SOURCE MATERIAL -
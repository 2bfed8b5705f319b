use crate::domain::reference::{ImageTypePriority, NotAvailableLots, ReferenceData, Yard, YardTable};
use crate::domain::table::Quoting;
use crate::utils::error::{RecordsError, Result};
use crate::utils::validation::{self, Validate};
use serde::{Deserialize, Serialize};
use std::path::{Path, PathBuf};

#[derive(Debug, Clone, Serialize, Deserialize)]
#[serde(default)]
pub struct RecordsConfig {
    pub paths: PathsConfig,
    pub yards: Vec<YardConfig>,
    pub lots: LotsConfig,
    pub images: ImagesConfig,
    pub burial_status: BurialStatusConfig,
    pub tables: TablesConfig,
}

#[derive(Debug, Clone, Serialize, Deserialize)]
#[serde(default)]
pub struct PathsConfig {
    pub data_dir: String,
    pub images_dir: String,
    pub reports_dir: String,
}

#[derive(Debug, Clone, Serialize, Deserialize)]
pub struct YardConfig {
    pub code: String,
    pub folder: String,
}

#[derive(Debug, Clone, Serialize, Deserialize)]
#[serde(default)]
pub struct LotsConfig {
    /// Lots held at "Not Available" for physical reasons.
    pub not_available: Vec<String>,
}

#[derive(Debug, Clone, Serialize, Deserialize)]
#[serde(default)]
pub struct ImagesConfig {
    pub type_priority: Vec<String>,
    pub orphan_extensions: Vec<String>,
}

#[derive(Debug, Clone, Default, Serialize, Deserialize)]
#[serde(default)]
pub struct BurialStatusConfig {
    pub cremations: Vec<String>,
    pub vaults: Vec<String>,
}

#[derive(Debug, Clone, Serialize, Deserialize)]
#[serde(default)]
pub struct TablesConfig {
    pub plots: Quoting,
    pub lots: Quoting,
    pub occupants: Quoting,
    pub veterans: Quoting,
    pub available_lots: Quoting,
}

impl Default for RecordsConfig {
    fn default() -> Self {
        Self {
            paths: PathsConfig::default(),
            yards: default_yards(),
            lots: LotsConfig::default(),
            images: ImagesConfig::default(),
            burial_status: BurialStatusConfig::default(),
            tables: TablesConfig::default(),
        }
    }
}

impl Default for PathsConfig {
    fn default() -> Self {
        Self {
            data_dir: "data".to_string(),
            images_dir: "Monument Images".to_string(),
            reports_dir: "reports".to_string(),
        }
    }
}

impl Default for LotsConfig {
    fn default() -> Self {
        Self {
            not_available: vec!["OYK1-L1".to_string(), "UTB25-L1".to_string()],
        }
    }
}

impl Default for ImagesConfig {
    fn default() -> Self {
        Self {
            type_priority: ["F", "B", "P", "V"].iter().map(|s| s.to_string()).collect(),
            orphan_extensions: ["jpg", "jpeg", "png", "gif"]
                .iter()
                .map(|s| s.to_string())
                .collect(),
        }
    }
}

impl Default for TablesConfig {
    fn default() -> Self {
        Self {
            plots: Quoting::All,
            lots: Quoting::Necessary,
            occupants: Quoting::Necessary,
            veterans: Quoting::Necessary,
            available_lots: Quoting::Necessary,
        }
    }
}

fn default_yards() -> Vec<YardConfig> {
    [
        ("CY", "OICA Church Yard"),
        ("IT", "OICA Intervale Terrace"),
        ("NY", "OICA New Yard"),
        ("OY", "OICA Old Yard"),
        ("UT", "OICA Upper Terrace"),
    ]
    .iter()
    .map(|(code, folder)| YardConfig {
        code: code.to_string(),
        folder: folder.to_string(),
    })
    .collect()
}

impl RecordsConfig {
    /// Load the configuration from a TOML file.
    pub fn from_file<P: AsRef<Path>>(path: P) -> Result<Self> {
        let path = path.as_ref();
        if !path.is_file() {
            return Err(RecordsError::MissingInput {
                path: path.display().to_string(),
            });
        }
        let content = std::fs::read_to_string(path)?;
        Self::from_toml_str(&content)
    }

    pub fn from_toml_str(content: &str) -> Result<Self> {
        let processed_content = Self::substitute_env_vars(content)?;
        Ok(toml::from_str(&processed_content)?)
    }

    /// Replace `${VAR}` with the environment value; unknown variables are left as written.
    fn substitute_env_vars(content: &str) -> Result<String> {
        use regex::Regex;
        let re = Regex::new(r"\$\{([^}]+)\}").map_err(|e| RecordsError::ConfigError {
            message: e.to_string(),
        })?;

        let result = re.replace_all(content, |caps: &regex::Captures| {
            let var_name = &caps[1];
            std::env::var(var_name).unwrap_or_else(|_| format!("${{{}}}", var_name))
        });

        Ok(result.to_string())
    }

    pub fn validate_config(&self) -> Result<()> {
        validation::validate_path("paths.data_dir", &self.paths.data_dir)?;
        validation::validate_path("paths.images_dir", &self.paths.images_dir)?;
        validation::validate_path("paths.reports_dir", &self.paths.reports_dir)?;

        if self.yards.is_empty() {
            return Err(RecordsError::ConfigError {
                message: "at least one [[yards]] entry is required".to_string(),
            });
        }
        for yard in &self.yards {
            validation::validate_yard_code("yards.code", &yard.code)?;
            validation::validate_non_empty_string("yards.folder", &yard.folder)?;
        }
        validation::validate_unique("yards.code", self.yards.iter().map(|y| y.code.as_str()))?;
        validation::validate_unique("yards.folder", self.yards.iter().map(|y| y.folder.as_str()))?;

        for letter in &self.images.type_priority {
            validation::validate_allowed("images.type_priority", letter, &["F", "B", "P", "V"])?;
        }
        validation::validate_unique(
            "images.type_priority",
            self.images.type_priority.iter().map(String::as_str),
        )?;

        for lot in &self.lots.not_available {
            validation::validate_non_empty_string("lots.not_available", lot)?;
        }

        Ok(())
    }

    /// Resolve the configured directories against `root`.
    pub fn data_dir(&self, root: &Path) -> PathBuf {
        root.join(&self.paths.data_dir)
    }

    pub fn images_dir(&self, root: &Path) -> PathBuf {
        root.join(&self.paths.images_dir)
    }

    pub fn reports_dir(&self, root: &Path) -> PathBuf {
        root.join(&self.paths.reports_dir)
    }

    pub fn reference_data(&self) -> ReferenceData {
        ReferenceData {
            yards: YardTable::new(
                self.yards
                    .iter()
                    .map(|y| Yard {
                        code: y.code.clone(),
                        folder: y.folder.clone(),
                    })
                    .collect(),
            ),
            not_available: NotAvailableLots::new(self.lots.not_available.iter().cloned()),
            image_types: ImageTypePriority::new(
                self.images
                    .type_priority
                    .iter()
                    .filter_map(|s| s.chars().next())
                    .collect(),
            ),
        }
    }

    /// Lower-cased extensions (without the dot) counted as images by the orphan scan.
    pub fn orphan_extensions(&self) -> Vec<String> {
        self.images
            .orphan_extensions
            .iter()
            .map(|e| e.trim_start_matches('.').to_lowercase())
            .collect()
    }
}

impl Validate for RecordsConfig {
    fn validate(&self) -> Result<()> {
        self.validate_config()
    }
}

DESCRIPTION OF THE TASK - Note every line of the entries in which "Quoting" appears, and copy it down.

EXPECTED ANSWER -
use crate::domain::table::Quoting;
    pub plots: Quoting,
    pub lots: Quoting,
    pub occupants: Quoting,
    pub veterans: Quoting,
    pub available_lots: Quoting,
            plots: Quoting::All,
            lots: Quoting::Necessary,
            occupants: Quoting::Necessary,
            veterans: Quoting::Necessary,
            available_lots: Quoting::Necessary,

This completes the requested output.